►

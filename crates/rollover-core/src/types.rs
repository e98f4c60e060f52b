//! Shared types used across Rollover crates.
//!
//! Wire documents (build notifications, packer manifests, target records,
//! refresh tasks) keep the field names of their JSON representation.

use serde::{Deserialize, Serialize};

/// Build type in a notification that selects every configured target.
pub const ALL_IMAGE_TYPES: &str = "all";

/// Stored `order` value meaning "no priority configured".
pub const UNSET_PRIORITY: u32 = 0;

/// Effective priority for targets without a configured order. Sorts last.
pub const LOWEST_PRIORITY: u32 = u32::MAX;

// ── Plan trigger ───────────────────────────────────────────────────

/// Notification published when an image build finishes.
#[derive(Debug, Clone, PartialEq, Eq, Serialize, Deserialize)]
pub struct BuildNotification {
    #[serde(rename = "type")]
    pub build_type: String,
}

impl BuildNotification {
    pub fn filter(&self) -> ImageFilter {
        ImageFilter::from_build_type(&self.build_type)
    }
}

/// Which targets a rollout applies to.
#[derive(Debug, Clone, PartialEq, Eq)]
pub enum ImageFilter {
    /// Every configured target, regardless of its image type.
    All,
    /// Only targets whose image type matches exactly.
    Type(String),
}

impl ImageFilter {
    pub fn from_build_type(build_type: &str) -> Self {
        if build_type == ALL_IMAGE_TYPES {
            Self::All
        } else {
            Self::Type(build_type.to_string())
        }
    }

    pub fn matches(&self, image_type: &str) -> bool {
        match self {
            Self::All => true,
            Self::Type(t) => t == image_type,
        }
    }
}

impl std::fmt::Display for ImageFilter {
    fn fmt(&self, f: &mut std::fmt::Formatter<'_>) -> std::fmt::Result {
        match self {
            Self::All => f.write_str(ALL_IMAGE_TYPES),
            Self::Type(t) => f.write_str(t),
        }
    }
}

// ── Manifest ───────────────────────────────────────────────────────

/// Packer manifest as written by the image build.
#[derive(Debug, Clone, Default, PartialEq, Eq, Serialize, Deserialize)]
pub struct Manifest {
    #[serde(default)]
    pub builds: Vec<PackerBuild>,
}

/// A single build in the manifest.
#[derive(Debug, Clone, PartialEq, Eq, Serialize, Deserialize)]
pub struct PackerBuild {
    /// Logical image name, matched against `RolloutTarget::image_type`.
    pub name: String,
    /// Raw artifact id, usually `<region>:<ami-id>`.
    pub artifact_id: String,
}

// ── Targets ────────────────────────────────────────────────────────

/// An autoscaling group configured to receive new images.
#[derive(Debug, Clone, PartialEq, Eq, Serialize, Deserialize)]
pub struct RolloutTarget {
    /// Full ARN of the autoscaling group.
    pub arn: String,
    /// Image type this group runs.
    #[serde(rename = "ami_type")]
    pub image_type: String,
    /// Rollout priority, lowest first. `UNSET_PRIORITY` sorts last.
    #[serde(default)]
    pub order: u32,
}

impl RolloutTarget {
    /// Priority used for ordering, with the unset sentinel mapped to the end.
    pub fn effective_priority(&self) -> u32 {
        if self.order == UNSET_PRIORITY {
            LOWEST_PRIORITY
        } else {
            self.order
        }
    }
}

// ── Plan ───────────────────────────────────────────────────────────

/// One step of a rollout: which group gets which image.
#[derive(Debug, Clone, PartialEq, Eq, Serialize, Deserialize)]
pub struct RolloutPlanEntry {
    pub arn: String,
    pub ami: String,
}

/// Ordered rollout steps. Order is significant end-to-end.
#[derive(Debug, Clone, Default, PartialEq, Eq, Serialize, Deserialize)]
pub struct RolloutPlan {
    pub entries: Vec<RolloutPlanEntry>,
}

impl RolloutPlan {
    pub fn len(&self) -> usize {
        self.entries.len()
    }

    pub fn is_empty(&self) -> bool {
        self.entries.is_empty()
    }

    pub fn iter(&self) -> std::slice::Iter<'_, RolloutPlanEntry> {
        self.entries.iter()
    }
}

// ── Refresh task ───────────────────────────────────────────────────

/// Queue message asking for one group to be refreshed onto one image.
#[derive(Debug, Clone, PartialEq, Eq, Serialize, Deserialize)]
pub struct RefreshTask {
    /// Full ARN of the autoscaling group.
    pub arn: String,
    /// Normalized image id.
    pub ami: String,
}

impl From<&RolloutPlanEntry> for RefreshTask {
    fn from(entry: &RolloutPlanEntry) -> Self {
        Self {
            arn: entry.arn.clone(),
            ami: entry.ami.clone(),
        }
    }
}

◄

### WHAT THE TASK REQUIRES
Word for word, please print every line from the beginning of the records to the line bearing "pub const ALL_IMAGE_TYPES: &str", counting both ends and stopping there.

### TASK SOLUTION
filename crates/rollover-core/src/types.rs
repository e98f4c60e060f52b
//! Shared types used across Rollover crates.
//!
//! Wire documents (build notifications, packer manifests, target records,
//! refresh tasks) keep the field names of their JSON representation.

use serde::{Deserialize, Serialize};

/// Build type in a notification that selects every configured target.
pub const ALL_IMAGE_TYPES: &str = "all";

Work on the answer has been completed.